▶ **Given entries**
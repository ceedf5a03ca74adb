//! Series topology builder.
//!
//! [`CascadeBuilder`] collects blocks and wires them in series into a
//! one-input, one-output [`CompositeFilter`]: composite input 0 feeds the
//! first block, output 0 of each block feeds input 0 of the next, and the
//! last block drives composite output 0.

#[cfg(not(feature = "std"))]
use alloc::vec::Vec;

use crate::block::Block;
use crate::graph::{CompositeFilter, GraphError};

/// Builds a series chain of blocks.
///
/// ```rust
/// use ondula_core::{CascadeBuilder, Filter, Gain};
///
/// let mut chain = CascadeBuilder::new()
///     .push(Gain::new(2.0))
///     .push(Gain::new(0.25))
///     .build()?;
/// assert_eq!(chain.compute_one_step(&[4.0]).unwrap(), vec![2.0]);
/// # Ok::<(), ondula_core::GraphError>(())
/// ```
#[derive(Debug, Default)]
pub struct CascadeBuilder {
    blocks: Vec<Block>,
}

impl CascadeBuilder {
    /// Creates an empty builder.
    pub fn new() -> Self {
        Self::default()
    }

    /// Appends a block to the end of the chain.
    #[must_use]
    pub fn push(mut self, block: impl Into<Block>) -> Self {
        self.blocks.push(block.into());
        self
    }

    /// Number of blocks pushed so far.
    pub fn len(&self) -> usize {
        self.blocks.len()
    }

    /// Returns `true` if nothing has been pushed.
    pub fn is_empty(&self) -> bool {
        self.blocks.is_empty()
    }

    /// Wires the chain into a composite.
    ///
    /// Fails with [`GraphError::EmptyCascade`] when no block was pushed. A
    /// block with more than one input or output leaves the extra ports
    /// unwired, so the result reports [`is_valid()`](CompositeFilter::is_valid)
    /// as `false`.
    pub fn build(self) -> Result<CompositeFilter, GraphError> {
        if self.blocks.is_empty() {
            return Err(GraphError::EmptyCascade);
        }

        let mut composite = CompositeFilter::new(1, 1);
        let mut previous = None;
        for block in self.blocks {
            let id = composite.add_block(block);
            match previous {
                None => composite.connect_input_to_block(0, id, 0)?,
                Some(prev) => composite.connect_block_to_block(prev, 0, id, 0)?,
            }
            previous = Some(id);
        }
        if let Some(last) = previous {
            composite.connect_block_to_output(last, 0, 0)?;
        }
        Ok(composite)
    }
}

/// Wires `blocks` in series; shorthand for pushing each into a
/// [`CascadeBuilder`].
pub fn chain<I, B>(blocks: I) -> Result<CompositeFilter, GraphError>
where
    I: IntoIterator<Item = B>,
    B: Into<Block>,
{
    blocks
        .into_iter()
        .fold(CascadeBuilder::new(), |builder, block| builder.push(block))
        .build()
}

#[cfg(test)]
mod tests {
    use super::*;
    use crate::{Addition, Delay, Filter, Gain};

    #[test]
    fn empty_cascade_is_an_error() {
        assert!(CascadeBuilder::new().is_empty());
        assert_eq!(
            CascadeBuilder::new().build().unwrap_err(),
            GraphError::EmptyCascade
        );
    }

    #[test]
    fn single_block_cascade() {
        let mut c = CascadeBuilder::new().push(Gain::new(-1.0)).build().unwrap();
        assert!(c.is_valid());
        assert_eq!(c.node_count(), 1);
        assert_eq!(c.compute_one_step(&[0.5]).unwrap(), vec![-0.5]);
    }

    #[test]
    fn delays_in_series_add_up() {
        let mut c = chain([Delay::new(2), Delay::new(3)]).unwrap();
        assert_eq!(c.connection_count(), 3);
        let out: Vec<f32> = (0..7)
            .map(|n| {
                let x = if n == 0 { 1.0 } else { 0.0 };
                c.compute_one_step(&[x]).unwrap()[0]
            })
            .collect();
        assert_eq!(out, vec![0.0, 0.0, 0.0, 0.0, 0.0, 1.0, 0.0]);
    }

    #[test]
    fn multi_input_block_leaves_cascade_invalid() {
        let builder = CascadeBuilder::new()
            .push(Gain::new(1.0))
            .push(Addition::new());
        assert_eq!(builder.len(), 2);
        let c = builder.build().unwrap();
        assert!(!c.is_valid());
    }
}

▶ **Task instructions**
Repeat all entries. Match them exactly.

▶ **Solution**
repository ceedf5a03ca74adb
//! Series topology builder.
//!
//! [`CascadeBuilder`] collects blocks and wires them in series into a
//! one-input, one-output [`CompositeFilter`]: composite input 0 feeds the
//! first block, output 0 of each block feeds input 0 of the next, and the
//! last block drives composite output 0.

#[cfg(not(feature = "std"))]
use alloc::vec::Vec;

use crate::block::Block;
use crate::graph::{CompositeFilter, GraphError};

/// Builds a series chain of blocks.
///
/// ```rust
/// use ondula_core::{CascadeBuilder, Filter, Gain};
///
/// let mut chain = CascadeBuilder::new()
///     .push(Gain::new(2.0))
///     .push(Gain::new(0.25))
///     .build()?;
/// assert_eq!(chain.compute_one_step(&[4.0]).unwrap(), vec![2.0]);
/// # Ok::<(), ondula_core::GraphError>(())
/// ```
#[derive(Debug, Default)]
pub struct CascadeBuilder {
    blocks: Vec<Block>,
}

impl CascadeBuilder {
    /// Creates an empty builder.
    pub fn new() -> Self {
        Self::default()
    }

    /// Appends a block to the end of the chain.
    #[must_use]
    pub fn push(mut self, block: impl Into<Block>) -> Self {
        self.blocks.push(block.into());
        self
    }

    /// Number of blocks pushed so far.
    pub fn len(&self) -> usize {
        self.blocks.len()
    }

    /// Returns `true` if nothing has been pushed.
    pub fn is_empty(&self) -> bool {
        self.blocks.is_empty()
    }

    /// Wires the chain into a composite.
    ///
    /// Fails with [`GraphError::EmptyCascade`] when no block was pushed. A
    /// block with more than one input or output leaves the extra ports
    /// unwired, so the result reports [`is_valid()`](CompositeFilter::is_valid)
    /// as `false`.
    pub fn build(self) -> Result<CompositeFilter, GraphError> {
        if self.blocks.is_empty() {
            return Err(GraphError::EmptyCascade);
        }

        let mut composite = CompositeFilter::new(1, 1);
        let mut previous = None;
        for block in self.blocks {
            let id = composite.add_block(block);
            match previous {
                None => composite.connect_input_to_block(0, id, 0)?,
                Some(prev) => composite.connect_block_to_block(prev, 0, id, 0)?,
            }
            previous = Some(id);
        }
        if let Some(last) = previous {
            composite.connect_block_to_output(last, 0, 0)?;
        }
        Ok(composite)
    }
}

/// Wires `blocks` in series; shorthand for pushing each into a
/// [`CascadeBuilder`].
pub fn chain<I, B>(blocks: I) -> Result<CompositeFilter, GraphError>
where
    I: IntoIterator<Item = B>,
    B: Into<Block>,
{
    blocks
        .into_iter()
        .fold(CascadeBuilder::new(), |builder, block| builder.push(block))
        .build()
}

#[cfg(test)]
mod tests {
    use super::*;
    use crate::{Addition, Delay, Filter, Gain};

    #[test]
    fn empty_cascade_is_an_error() {
        assert!(CascadeBuilder::new().is_empty());
        assert_eq!(
            CascadeBuilder::new().build().unwrap_err(),
            GraphError::EmptyCascade
        );
    }

    #[test]
    fn single_block_cascade() {
        let mut c = CascadeBuilder::new().push(Gain::new(-1.0)).build().unwrap();
        assert!(c.is_valid());
        assert_eq!(c.node_count(), 1);
        assert_eq!(c.compute_one_step(&[0.5]).unwrap(), vec![-0.5]);
    }

    #[test]
    fn delays_in_series_add_up() {
        let mut c = chain([Delay::new(2), Delay::new(3)]).unwrap();
        assert_eq!(c.connection_count(), 3);
        let out: Vec<f32> = (0..7)
            .map(|n| {
                let x = if n == 0 { 1.0 } else { 0.0 };
                c.compute_one_step(&[x]).unwrap()[0]
            })
            .collect();
        assert_eq!(out, vec![0.0, 0.0, 0.0, 0.0, 0.0, 1.0, 0.0]);
    }

    #[test]
    fn multi_input_block_leaves_cascade_invalid() {
        let builder = CascadeBuilder::new()
            .push(Gain::new(1.0))
            .push(Addition::new());
        assert_eq!(builder.len(), 2);
        let c = builder.build().unwrap();
        assert!(!c.is_valid());
    }
}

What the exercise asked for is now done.